WHAT THE TASK ASKS
From the entries below, retype only the lines from the one with "rebuild the form." through the one with "exclusive per call.", exactly as written.

== Segment start ==

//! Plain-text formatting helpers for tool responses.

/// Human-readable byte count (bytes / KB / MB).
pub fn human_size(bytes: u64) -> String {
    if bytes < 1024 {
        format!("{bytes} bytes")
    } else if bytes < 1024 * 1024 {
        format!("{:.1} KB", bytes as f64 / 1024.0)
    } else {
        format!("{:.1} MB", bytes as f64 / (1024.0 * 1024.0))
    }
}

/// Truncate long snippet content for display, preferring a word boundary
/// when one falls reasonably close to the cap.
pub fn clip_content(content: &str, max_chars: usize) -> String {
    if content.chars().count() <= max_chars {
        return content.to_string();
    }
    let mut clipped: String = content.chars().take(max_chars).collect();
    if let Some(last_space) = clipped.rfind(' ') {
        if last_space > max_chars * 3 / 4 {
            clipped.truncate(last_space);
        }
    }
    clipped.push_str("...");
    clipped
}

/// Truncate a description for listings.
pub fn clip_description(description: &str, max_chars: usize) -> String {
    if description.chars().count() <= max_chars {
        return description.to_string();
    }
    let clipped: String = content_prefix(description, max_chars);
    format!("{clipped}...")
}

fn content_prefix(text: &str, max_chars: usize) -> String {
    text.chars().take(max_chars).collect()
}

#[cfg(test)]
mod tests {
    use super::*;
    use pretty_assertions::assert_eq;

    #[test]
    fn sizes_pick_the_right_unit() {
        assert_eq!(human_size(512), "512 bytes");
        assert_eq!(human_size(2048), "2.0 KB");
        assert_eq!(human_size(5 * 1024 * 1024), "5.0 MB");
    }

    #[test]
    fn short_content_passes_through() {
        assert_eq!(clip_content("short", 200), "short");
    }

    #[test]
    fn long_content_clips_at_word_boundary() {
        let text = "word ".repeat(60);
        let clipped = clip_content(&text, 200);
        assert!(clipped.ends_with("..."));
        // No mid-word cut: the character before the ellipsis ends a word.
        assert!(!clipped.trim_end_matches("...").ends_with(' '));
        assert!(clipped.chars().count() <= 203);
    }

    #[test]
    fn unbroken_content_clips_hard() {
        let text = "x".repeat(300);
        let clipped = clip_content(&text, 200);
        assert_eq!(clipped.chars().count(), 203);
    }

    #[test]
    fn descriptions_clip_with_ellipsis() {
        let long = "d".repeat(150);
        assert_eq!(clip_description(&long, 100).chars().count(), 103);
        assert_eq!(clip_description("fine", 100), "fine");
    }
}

== Segment end ==
== Segment start ==

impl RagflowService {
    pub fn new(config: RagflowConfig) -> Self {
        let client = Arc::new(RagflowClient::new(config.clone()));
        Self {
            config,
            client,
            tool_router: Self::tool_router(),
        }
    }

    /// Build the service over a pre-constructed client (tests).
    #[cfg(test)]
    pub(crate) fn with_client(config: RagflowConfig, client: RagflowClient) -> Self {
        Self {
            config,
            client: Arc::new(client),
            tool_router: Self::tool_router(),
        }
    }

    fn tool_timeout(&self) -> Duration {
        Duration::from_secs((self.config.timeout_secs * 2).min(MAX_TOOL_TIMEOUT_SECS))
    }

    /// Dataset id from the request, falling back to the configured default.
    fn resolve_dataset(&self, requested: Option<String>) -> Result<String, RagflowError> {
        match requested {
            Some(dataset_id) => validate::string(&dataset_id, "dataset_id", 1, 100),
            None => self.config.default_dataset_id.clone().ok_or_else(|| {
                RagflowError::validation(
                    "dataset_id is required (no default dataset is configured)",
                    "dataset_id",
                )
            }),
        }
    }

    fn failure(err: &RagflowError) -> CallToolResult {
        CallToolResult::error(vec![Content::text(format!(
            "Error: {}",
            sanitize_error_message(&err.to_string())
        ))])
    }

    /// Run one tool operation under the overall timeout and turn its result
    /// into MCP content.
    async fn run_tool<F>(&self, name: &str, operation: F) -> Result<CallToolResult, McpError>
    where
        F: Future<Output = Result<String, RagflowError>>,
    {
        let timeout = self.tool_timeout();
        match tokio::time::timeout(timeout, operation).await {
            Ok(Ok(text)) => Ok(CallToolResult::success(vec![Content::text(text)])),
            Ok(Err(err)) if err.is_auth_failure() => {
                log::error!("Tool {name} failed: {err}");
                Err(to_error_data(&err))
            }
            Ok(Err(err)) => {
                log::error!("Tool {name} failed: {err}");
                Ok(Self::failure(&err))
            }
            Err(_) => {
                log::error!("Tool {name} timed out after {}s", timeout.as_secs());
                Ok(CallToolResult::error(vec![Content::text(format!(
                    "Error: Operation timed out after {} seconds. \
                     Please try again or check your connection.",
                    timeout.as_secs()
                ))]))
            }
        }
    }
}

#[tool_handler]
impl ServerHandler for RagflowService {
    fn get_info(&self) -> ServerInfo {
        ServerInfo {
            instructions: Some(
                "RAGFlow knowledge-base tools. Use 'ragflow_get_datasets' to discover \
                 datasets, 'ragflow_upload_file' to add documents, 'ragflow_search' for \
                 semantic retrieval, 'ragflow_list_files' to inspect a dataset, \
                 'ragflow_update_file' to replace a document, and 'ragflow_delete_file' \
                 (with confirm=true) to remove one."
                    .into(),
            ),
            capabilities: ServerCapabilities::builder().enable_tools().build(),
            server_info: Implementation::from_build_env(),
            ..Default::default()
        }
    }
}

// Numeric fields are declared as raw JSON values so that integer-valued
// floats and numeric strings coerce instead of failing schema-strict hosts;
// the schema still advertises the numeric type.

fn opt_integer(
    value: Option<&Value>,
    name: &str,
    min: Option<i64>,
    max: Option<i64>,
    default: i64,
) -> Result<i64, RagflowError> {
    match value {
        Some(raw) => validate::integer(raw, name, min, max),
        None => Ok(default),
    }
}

== Segment end ==
== Segment start ==

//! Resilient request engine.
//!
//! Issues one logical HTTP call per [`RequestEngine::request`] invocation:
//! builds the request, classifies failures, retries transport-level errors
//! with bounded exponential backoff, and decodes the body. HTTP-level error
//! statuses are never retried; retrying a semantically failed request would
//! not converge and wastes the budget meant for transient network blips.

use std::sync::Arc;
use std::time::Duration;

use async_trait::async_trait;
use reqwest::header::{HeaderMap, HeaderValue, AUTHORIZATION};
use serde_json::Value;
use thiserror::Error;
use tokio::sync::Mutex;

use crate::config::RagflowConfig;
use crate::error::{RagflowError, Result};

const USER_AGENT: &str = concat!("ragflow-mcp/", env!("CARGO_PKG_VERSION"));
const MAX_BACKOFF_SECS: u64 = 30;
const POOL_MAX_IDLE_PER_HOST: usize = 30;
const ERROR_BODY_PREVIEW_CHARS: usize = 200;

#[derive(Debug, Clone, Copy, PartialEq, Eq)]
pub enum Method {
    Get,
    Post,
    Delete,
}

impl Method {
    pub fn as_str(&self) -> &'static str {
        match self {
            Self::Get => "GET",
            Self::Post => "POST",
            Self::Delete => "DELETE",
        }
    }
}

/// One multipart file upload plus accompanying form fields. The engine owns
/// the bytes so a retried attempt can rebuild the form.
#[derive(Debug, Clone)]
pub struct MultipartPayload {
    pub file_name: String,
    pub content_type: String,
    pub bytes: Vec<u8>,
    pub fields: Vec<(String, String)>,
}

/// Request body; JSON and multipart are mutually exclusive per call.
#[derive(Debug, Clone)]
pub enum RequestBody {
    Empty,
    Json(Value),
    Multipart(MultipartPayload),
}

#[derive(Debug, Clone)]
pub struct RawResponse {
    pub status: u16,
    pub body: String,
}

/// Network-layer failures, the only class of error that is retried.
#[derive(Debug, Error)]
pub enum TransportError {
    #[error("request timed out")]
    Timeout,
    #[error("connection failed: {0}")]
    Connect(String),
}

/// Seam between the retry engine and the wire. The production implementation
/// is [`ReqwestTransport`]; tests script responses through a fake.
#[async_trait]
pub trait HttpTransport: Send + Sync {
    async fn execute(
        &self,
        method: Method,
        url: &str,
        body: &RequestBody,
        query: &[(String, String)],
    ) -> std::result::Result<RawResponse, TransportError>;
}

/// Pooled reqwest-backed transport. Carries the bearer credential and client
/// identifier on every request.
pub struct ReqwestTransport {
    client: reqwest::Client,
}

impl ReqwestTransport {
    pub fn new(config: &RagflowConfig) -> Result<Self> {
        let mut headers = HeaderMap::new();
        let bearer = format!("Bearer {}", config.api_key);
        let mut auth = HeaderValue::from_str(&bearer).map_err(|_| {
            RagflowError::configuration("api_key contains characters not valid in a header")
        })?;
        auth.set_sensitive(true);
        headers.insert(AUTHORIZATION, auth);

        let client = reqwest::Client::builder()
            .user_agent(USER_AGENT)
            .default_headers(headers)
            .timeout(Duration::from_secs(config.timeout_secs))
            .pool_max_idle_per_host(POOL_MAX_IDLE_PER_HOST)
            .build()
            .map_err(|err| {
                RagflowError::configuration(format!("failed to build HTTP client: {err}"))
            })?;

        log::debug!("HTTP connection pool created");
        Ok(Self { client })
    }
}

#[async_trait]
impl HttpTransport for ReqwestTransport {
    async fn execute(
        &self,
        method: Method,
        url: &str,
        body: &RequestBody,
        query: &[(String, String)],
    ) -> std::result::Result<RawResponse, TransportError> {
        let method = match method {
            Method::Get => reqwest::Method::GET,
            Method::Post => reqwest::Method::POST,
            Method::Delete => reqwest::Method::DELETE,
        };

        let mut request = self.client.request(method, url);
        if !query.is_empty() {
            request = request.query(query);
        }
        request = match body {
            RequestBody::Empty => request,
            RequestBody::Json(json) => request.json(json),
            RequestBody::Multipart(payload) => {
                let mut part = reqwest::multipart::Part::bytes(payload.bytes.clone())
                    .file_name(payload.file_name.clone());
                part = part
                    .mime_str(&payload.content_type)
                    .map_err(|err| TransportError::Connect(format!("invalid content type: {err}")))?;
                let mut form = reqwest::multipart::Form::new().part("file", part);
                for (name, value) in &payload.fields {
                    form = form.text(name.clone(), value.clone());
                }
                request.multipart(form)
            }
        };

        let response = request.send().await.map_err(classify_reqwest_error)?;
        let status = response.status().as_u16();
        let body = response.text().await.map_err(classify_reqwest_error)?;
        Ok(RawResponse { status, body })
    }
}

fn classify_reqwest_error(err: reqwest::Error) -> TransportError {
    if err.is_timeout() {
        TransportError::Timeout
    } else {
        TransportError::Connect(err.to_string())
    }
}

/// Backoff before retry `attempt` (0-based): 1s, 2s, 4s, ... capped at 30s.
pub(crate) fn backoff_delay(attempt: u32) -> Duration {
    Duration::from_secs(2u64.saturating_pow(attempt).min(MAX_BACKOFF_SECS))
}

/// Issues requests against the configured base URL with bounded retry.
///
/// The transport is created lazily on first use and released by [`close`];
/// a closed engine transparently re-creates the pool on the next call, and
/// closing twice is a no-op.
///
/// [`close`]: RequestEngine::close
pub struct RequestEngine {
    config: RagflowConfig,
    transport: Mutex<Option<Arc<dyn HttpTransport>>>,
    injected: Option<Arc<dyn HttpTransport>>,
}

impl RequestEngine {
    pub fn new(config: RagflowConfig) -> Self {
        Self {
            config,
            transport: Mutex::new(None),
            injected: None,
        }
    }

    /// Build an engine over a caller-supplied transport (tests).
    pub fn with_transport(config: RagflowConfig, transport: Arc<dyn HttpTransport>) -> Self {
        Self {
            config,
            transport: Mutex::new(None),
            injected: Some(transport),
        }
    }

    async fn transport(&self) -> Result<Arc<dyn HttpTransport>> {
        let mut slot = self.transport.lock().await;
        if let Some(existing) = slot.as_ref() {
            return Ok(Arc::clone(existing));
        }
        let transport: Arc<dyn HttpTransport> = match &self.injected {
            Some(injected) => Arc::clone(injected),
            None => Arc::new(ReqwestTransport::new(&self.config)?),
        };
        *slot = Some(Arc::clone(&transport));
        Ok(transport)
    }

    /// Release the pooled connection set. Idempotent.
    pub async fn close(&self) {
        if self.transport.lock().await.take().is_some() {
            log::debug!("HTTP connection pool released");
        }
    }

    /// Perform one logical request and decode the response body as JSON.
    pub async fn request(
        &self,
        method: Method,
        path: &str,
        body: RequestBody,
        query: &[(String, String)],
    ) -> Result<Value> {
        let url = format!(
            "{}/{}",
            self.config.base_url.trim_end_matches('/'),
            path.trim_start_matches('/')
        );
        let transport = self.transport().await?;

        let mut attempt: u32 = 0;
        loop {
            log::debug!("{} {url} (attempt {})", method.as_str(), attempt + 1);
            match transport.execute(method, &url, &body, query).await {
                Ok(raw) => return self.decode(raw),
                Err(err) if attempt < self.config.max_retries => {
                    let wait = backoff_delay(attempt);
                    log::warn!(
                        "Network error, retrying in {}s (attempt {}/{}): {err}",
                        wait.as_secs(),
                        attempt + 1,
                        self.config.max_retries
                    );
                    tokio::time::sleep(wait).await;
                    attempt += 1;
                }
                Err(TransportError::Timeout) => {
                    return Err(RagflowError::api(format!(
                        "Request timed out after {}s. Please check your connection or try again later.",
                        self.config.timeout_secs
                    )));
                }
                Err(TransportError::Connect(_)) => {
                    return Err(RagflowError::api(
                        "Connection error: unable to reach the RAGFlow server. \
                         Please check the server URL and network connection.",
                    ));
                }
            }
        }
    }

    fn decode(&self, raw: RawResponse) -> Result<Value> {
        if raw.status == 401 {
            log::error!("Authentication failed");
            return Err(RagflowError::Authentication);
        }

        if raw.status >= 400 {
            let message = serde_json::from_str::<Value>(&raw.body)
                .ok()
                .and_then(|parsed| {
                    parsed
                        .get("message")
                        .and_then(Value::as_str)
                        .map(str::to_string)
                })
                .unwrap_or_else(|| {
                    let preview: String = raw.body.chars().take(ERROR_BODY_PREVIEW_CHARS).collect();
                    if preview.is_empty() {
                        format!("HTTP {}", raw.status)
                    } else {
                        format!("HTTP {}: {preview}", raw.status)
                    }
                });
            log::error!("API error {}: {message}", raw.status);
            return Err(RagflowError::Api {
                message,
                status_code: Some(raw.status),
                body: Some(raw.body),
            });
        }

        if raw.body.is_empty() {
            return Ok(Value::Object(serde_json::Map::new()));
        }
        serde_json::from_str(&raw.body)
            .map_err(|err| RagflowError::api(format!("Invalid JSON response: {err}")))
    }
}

== Segment end ==

EXERCISE RESULT
/// the bytes so a retried attempt can rebuild the form.
#[derive(Debug, Clone)]
pub struct MultipartPayload {
    pub file_name: String,
    pub content_type: String,
    pub bytes: Vec<u8>,
    pub fields: Vec<(String, String)>,
}

/// Request body; JSON and multipart are mutually exclusive per call.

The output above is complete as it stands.